» What you need to do: All lines in the records below with the word "match" must be returned.

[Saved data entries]
━━━━━━━━━━━━━━━━
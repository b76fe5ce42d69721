//! Simulation Manager
//!
//! Owns the clock, the pending-event queue and every source. Events are
//! processed in nondecreasing time order; events sharing a timestamp are
//! processed in the order they were scheduled.

use std::cmp::Ordering;
use std::collections::BinaryHeap;

use log::{debug, info, trace};

use crate::ss_config::{SamplingMode, SimulatorConfig};
use crate::ss_error::SimError;
use crate::ss_interface::{Event, EventKind, EventRecord, EventSink, NoOpSink, SimTime};
use crate::ss_queue::BoundedQueue;
use crate::ss_recorder::TimeSeriesRecorder;
use crate::ss_source::TrafficSource;
use crate::ss_stats::{SimulationSummary, StatisticsAggregator};

// ============================================================================
// Pending Events
// ============================================================================

struct QueuedEvent {
    event: Event,
    seq: u64,
}

impl Ord for QueuedEvent {
    fn cmp(&self, other: &Self) -> Ordering {
        // Min-heap by time, then by scheduling order
        other
            .event
            .time
            .total_cmp(&self.event.time)
            .then_with(|| other.seq.cmp(&self.seq))
    }
}

impl PartialOrd for QueuedEvent {
    fn partial_cmp(&self, other: &Self) -> Option<Ordering> {
        Some(self.cmp(other))
    }
}

impl PartialEq for QueuedEvent {
    fn eq(&self, other: &Self) -> bool {
        self.seq == other.seq
    }
}

impl Eq for QueuedEvent {}

/// Clock, running aggregate and pending events of one run
#[derive(Default)]
struct SimState {
    now: SimTime,
    aggregate_rate: f64,
    pending: BinaryHeap<QueuedEvent>,
    next_seq: u64,
}

impl SimState {
    fn push(&mut self, event: Event) {
        let seq = self.next_seq;
        self.next_seq += 1;
        self.pending.push(QueuedEvent { event, seq });
    }

    fn pop(&mut self) -> Option<Event> {
        self.pending.pop().map(|q| q.event)
    }
}

// ============================================================================
// Manager
// ============================================================================

pub struct SimulationManager<S: EventSink = NoOpSink> {
    state: SimState,
    sources: Vec<TrafficSource>,
    queue: BoundedQueue,
    stats: StatisticsAggregator,
    recorder: TimeSeriesRecorder,
    sink: S,
    sampling: SamplingMode,
    has_run: bool,
}

impl SimulationManager<NoOpSink> {
    pub fn new(queue: BoundedQueue) -> Self {
        Self {
            state: SimState::default(),
            sources: Vec::new(),
            queue,
            stats: StatisticsAggregator::new(),
            recorder: TimeSeriesRecorder::new(),
            sink: NoOpSink,
            sampling: SamplingMode::PerEvent,
            has_run: false,
        }
    }

    /// Validate `config` and build its source population
    ///
    /// Source `i` gets id `i` and seed `config.source_seed(i)`.
    pub fn from_config(config: &SimulatorConfig) -> Result<Self, SimError> {
        config.validate()?;
        let model = config.duration_model()?;
        let queue = BoundedQueue::new(config.queue.capacity, config.queue.service_rate)?;

        let mut manager = Self::new(queue).with_sampling(config.sampling);
        for i in 0..config.num_sources {
            let seed = config.source_seed(i);
            let source = TrafficSource::new(i, config.on_rate, model.clone(), seed)?;
            manager.add_source(source)?;
        }

        info!(
            "Created {} sources ({} model, seed basis {})",
            config.num_sources, config.model, config.seed
        );
        Ok(manager)
    }
}

impl<S: EventSink> SimulationManager<S> {
    /// Replace the event sink, keeping everything else
    pub fn with_sink<T: EventSink>(self, sink: T) -> SimulationManager<T> {
        SimulationManager {
            state: self.state,
            sources: self.sources,
            queue: self.queue,
            stats: self.stats,
            recorder: self.recorder,
            sink,
            sampling: self.sampling,
            has_run: self.has_run,
        }
    }

    pub fn with_sampling(mut self, sampling: SamplingMode) -> Self {
        self.sampling = sampling;
        self
    }

    /// Sources are looked up by id, so ids must be assigned densely from 0
    pub fn add_source(&mut self, source: TrafficSource) -> Result<(), SimError> {
        if source.id() != self.sources.len() {
            return Err(SimError::invalid(
                "source_id",
                format!("expected {}, got {}", self.sources.len(), source.id()),
            ));
        }
        self.sources.push(source);
        Ok(())
    }

    /// Enqueue an externally created event
    pub fn schedule(&mut self, event: Event) -> Result<(), SimError> {
        if !event.time.is_finite() || event.time < self.state.now {
            return Err(SimError::invalid(
                "event_time",
                format!("{} is not at or after now ({})", event.time, self.state.now),
            ));
        }
        self.state.push(event);
        Ok(())
    }

    /// Ask every source for its first event
    pub fn seed_initial_events(&mut self) {
        let now = self.state.now;
        for source in &mut self.sources {
            let event = source.schedule_initial_event(now);
            self.state.push(event);
        }
        debug!("Seeded {} initial events", self.sources.len());
    }

    /// Apply a source event to its source and the aggregate rate
    ///
    /// Returns `false` when the event was ignored: unknown source id, a
    /// tick, or an event that does not match the source's current state.
    pub fn handle(&mut self, event: &Event) -> bool {
        let now = self.state.now;
        let Some(source) = self.sources.get_mut(event.source_id) else {
            if event.kind != EventKind::Tick {
                debug!("Ignoring {} for unknown source {}", event.kind, event.source_id);
            }
            return false;
        };

        match (event.kind, source.is_on()) {
            (EventKind::SourceOn, false) => {
                let next = source.schedule_next_event(now);
                self.state.aggregate_rate += source.on_rate();
                self.state.push(next);
                true
            }
            (EventKind::SourceOff, true) => {
                let next = source.schedule_next_event(now);
                self.state.aggregate_rate -= source.on_rate();
                self.state.push(next);
                true
            }
            (kind, is_on) => {
                debug!(
                    "Ignoring stale {} for source {} (on={})",
                    kind, event.source_id, is_on
                );
                false
            }
        }
    }

    /// Process events up to and including `until`
    ///
    /// A manager runs once; later calls fail with `SimError::AlreadyRun`.
    pub fn run(&mut self, until: SimTime) -> Result<SimulationSummary, SimError> {
        if self.has_run {
            return Err(SimError::AlreadyRun);
        }
        if !(until >= 0.0) || !until.is_finite() {
            return Err(SimError::invalid(
                "until",
                format!("must be finite and >= 0, got {}", until),
            ));
        }
        if let SamplingMode::Interval(dt) = self.sampling {
            if !(dt > 0.0) || !dt.is_finite() {
                return Err(SimError::invalid(
                    "sample_interval",
                    format!("must be finite and > 0, got {}", dt),
                ));
            }
        }
        self.has_run = true;

        info!(
            "Starting simulation: {} sources, horizon {}",
            self.sources.len(),
            until
        );

        self.seed_initial_events();
        if let SamplingMode::Interval(dt) = self.sampling {
            self.state.push(Event::tick(self.state.now + dt));
        }
        self.recorder.record(self.state.now, self.state.aggregate_rate);

        while let Some(event) = self.state.pop() {
            if event.time > until {
                break;
            }

            self.recorder
                .add_segment(self.state.now, event.time, self.state.aggregate_rate)?;
            self.state.now = event.time;

            if event.kind == EventKind::Tick {
                self.stats.record_rate_sample(self.state.aggregate_rate);
                if let SamplingMode::Interval(dt) = self.sampling {
                    self.state.push(Event::tick(event.time + dt));
                }
                continue;
            }

            self.handle(&event);
            let rate = self.state.aggregate_rate;

            self.queue.add_traffic(rate);
            self.queue.service();
            self.stats
                .update_queue_stats(self.queue.occupancy(), self.queue.dropped());

            self.stats.update(&event, rate);
            if self.sampling == SamplingMode::PerEvent {
                self.stats.record_rate_sample(rate);
            }

            trace!(
                "t={:.4} src={} {} rate={}",
                event.time,
                event.source_id,
                event.kind,
                rate
            );
            self.sink.log(&EventRecord::new(&event, rate));
        }

        let discarded = self.state.pending.len();
        self.state.pending.clear();

        self.stats.finalize(until);
        self.stats.compute_hurst();
        self.recorder.finish(until, self.state.aggregate_rate);

        let summary = self.stats.summary(self.state.aggregate_rate);
        info!(
            "Simulation complete: {} events, average rate {:.4}, {} pending events discarded",
            summary.total_events, summary.average_traffic, discarded
        );
        Ok(summary)
    }

    pub fn now(&self) -> SimTime {
        self.state.now
    }

    pub fn aggregate_rate(&self) -> f64 {
        self.state.aggregate_rate
    }

    pub fn pending_events(&self) -> usize {
        self.state.pending.len()
    }

    pub fn sources(&self) -> &[TrafficSource] {
        &self.sources
    }

    pub fn queue(&self) -> &BoundedQueue {
        &self.queue
    }

    pub fn stats(&self) -> &StatisticsAggregator {
        &self.stats
    }

    pub fn recorder(&self) -> &TimeSeriesRecorder {
        &self.recorder
    }

    pub fn sink(&self) -> &S {
        &self.sink
    }

    pub fn has_run(&self) -> bool {
        self.has_run
    }
}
━━━━━━━━━━━━━━━━
» Answer below:
    /// tick, or an event that does not match the source's current state.
        match (event.kind, source.is_on()) {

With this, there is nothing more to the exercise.